Effective cost control: How understanding variation boosts performance
by Jennifer Wegner
Top executives at Real Estate Company XYZ are struggling with a persistent problem in an older building in their portfolio. For the past four months, HVAC issues in Downtown Building A have continued despite repeated meetings and attempted fixes. Replacing the system isn't an option due to budget constraints, so leadership must work to restore performance with existing resources. However, the system's performance continues to decline, tenant dissatisfaction is increasing, and some tenants are now threatening to terminate their leases. Repair costs are rising, yet a sustainable solution remains out of reach.
This pattern feels all too familiar, much like the arcade game, whack-a-mole, where every reactive move is met with another emerging problem. Unfortunately, but predictably, the player never wins in this game.
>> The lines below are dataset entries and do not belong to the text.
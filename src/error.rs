//! Error types for the offload dispatcher

use thiserror::Error;

/// Result type alias for fallible worker operations
pub type Result<T> = std::result::Result<T, Error>;

/// Errors raised while driving a background worker.
///
/// None of these reach a `dispatch` caller: the dispatchers log them and fall
/// back to computing inline. They surface only from the fallible helpers
/// (configuration parsing, the worker-side `serve` loop, process round trips).
#[derive(Error, Debug)]
pub enum Error {
    /// Failed to start a background execution unit
    #[error("Worker spawn failed: {0}")]
    SpawnError(String),

    /// Reading from or writing to a worker failed
    #[error("Worker I/O failed: {0}")]
    Io(#[from] std::io::Error),

    /// A worker message could not be encoded, decoded or matched
    #[error("Worker protocol error: {0}")]
    ProtocolError(String),

    /// The worker exited before replying
    #[error("Worker closed before replying to request {0}")]
    WorkerClosed(u64),

    /// The reply channel was dropped without a value
    #[error("Reply canceled: {0}")]
    Canceled(String),

    /// Invalid configuration
    #[error("Invalid configuration: {0}")]
    ConfigError(String),
}

impl From<serde_json::Error> for Error {
    fn from(err: serde_json::Error) -> Self {
        Error::ProtocolError(err.to_string())
    }
}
And, despite the leadership’s commitment to finding a resolution to their malfunctioning HVAC system, their efforts so far have delivered short-term relief at best.
How can company executives and facility operators (henceforth known as “leaders”) effectively address this challenge? Should they bring in outside experts or reorganize their maintenance team to find the true source of the problem? The answer lies not in guesswork or quick fixes, but in a shift in perspective, and the solution is simpler and more elegant than it initially seems. When long-term data is available, the real breakthrough comes from understanding the nature of variation and recognizing whether the problem stems from predictable, common cause variation or exceptional, special cause variation to achieve the desired system performance.
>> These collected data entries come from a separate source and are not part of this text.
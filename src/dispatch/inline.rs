//! Synchronous dispatcher: counts on the caller's thread.

use super::Dispatcher;
use crate::{count_primes, Request, Strategy};

/// Runs every request on the calling thread; the sink fires before
/// `submit` returns.
#[derive(Debug, Default, Clone, Copy)]
pub struct InlineDispatcher;

impl InlineDispatcher {
    pub fn new() -> Self {
        InlineDispatcher
    }
}

impl Dispatcher for InlineDispatcher {
    fn submit(&self, mut request: Request) {
        request.mark_dispatched(Strategy::Inline);
        let count = count_primes(request.bound());
        request.complete(count);
    }

    fn strategy(&self) -> Strategy {
        Strategy::Inline
    }
}

/// Complete a request on the current thread after a background path failed.
#[cfg_attr(not(any(feature = "thread-worker", feature = "process-worker")), allow(dead_code))]
pub(crate) fn run_fallback(mut request: Request) {
    request.mark_fallback();
    let count = count_primes(request.bound());
    request.complete(count);
}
Understanding variation to make smarter decisions
Persistent issues in building operations, service delivery, or manufacturing often cause leaders to adopt a reactive approach, addressing problems as they arise. However, without a structured framework for analyzing data patterns, this whack-a-mole method can lead to inefficiencies, cost escalations, and diminished trust.
An effective strategy begins with a comprehensive understanding of process variation and the ability to differentiate between normal fluctuations and genuine anomalies. This insight enables leaders to implement targeted interventions, allocate resources efficiently, and enhance overall system performance.
In this case, the team has collected two months of daily HVAC usage data from Building A. The management team’s goals are clear: reduce operating costs, improve occupant satisfaction, and enhance the HVAC system’s reliability. So, where does the team start? Fortunately, there is an analysis technique that will help the team unravel the complexity of the results, leading to cost-effective solutions. The key is knowing where to start, and in this case, gathering data from the HVAC system is the best place to begin.
The data that Building A’s maintenance team collected after their initial attempts to fix the HVAC system failed. Using the appropriate analysis tool with this data will determine how and when the leaders at Real Estate Company XYZ and Building A should or shouldn’t react to the daily HVAC data. When data is presented in this format, it is hard to detect signal from noise, making it difficult for management to make decisions.
The nature of variation
Variation is constant in any system. No two measurements, processes, or outcomes are exactly the same. Every metric fluctuates but understanding why is vital for leaders. By knowing this principle, leaders can leverage this phenomenon to their advantage. Some variation is normal and expected; other times, it signals a deeper issue. Knowing the difference is critical. Leaders who grasp this concept can avoid unnecessary interventions and focus on changes that yield meaningful improvement.
What is a control chart?
A control chart is a visual tool that displays data over time to help interpret the data by distinguishing between meaningful signals and random noise. By plotting performance data over time, a control chart can identify two distinct types of variation:
- Common cause variation: This is inherent in any system. It reflects routine fluctuations caused by factors such as a building’s occupancy, seasonal weather events, thermostat requests, or, in other cases, workflow complexity, or staffing levels. Data points due to common causes fall within the predictable range, known as the control limits.1
- Special cause variation: This reflects disruptions or anomalies that are not usually part of the system. Special cause variation is an unusual event that differs from the constant common cause variation, like equipment failure, an extreme weather event, or supplier failure.2 Data points that fall outside control limits are called special cause variation and, when correctly identified, can be very helpful in understanding the capabilities of system outputs.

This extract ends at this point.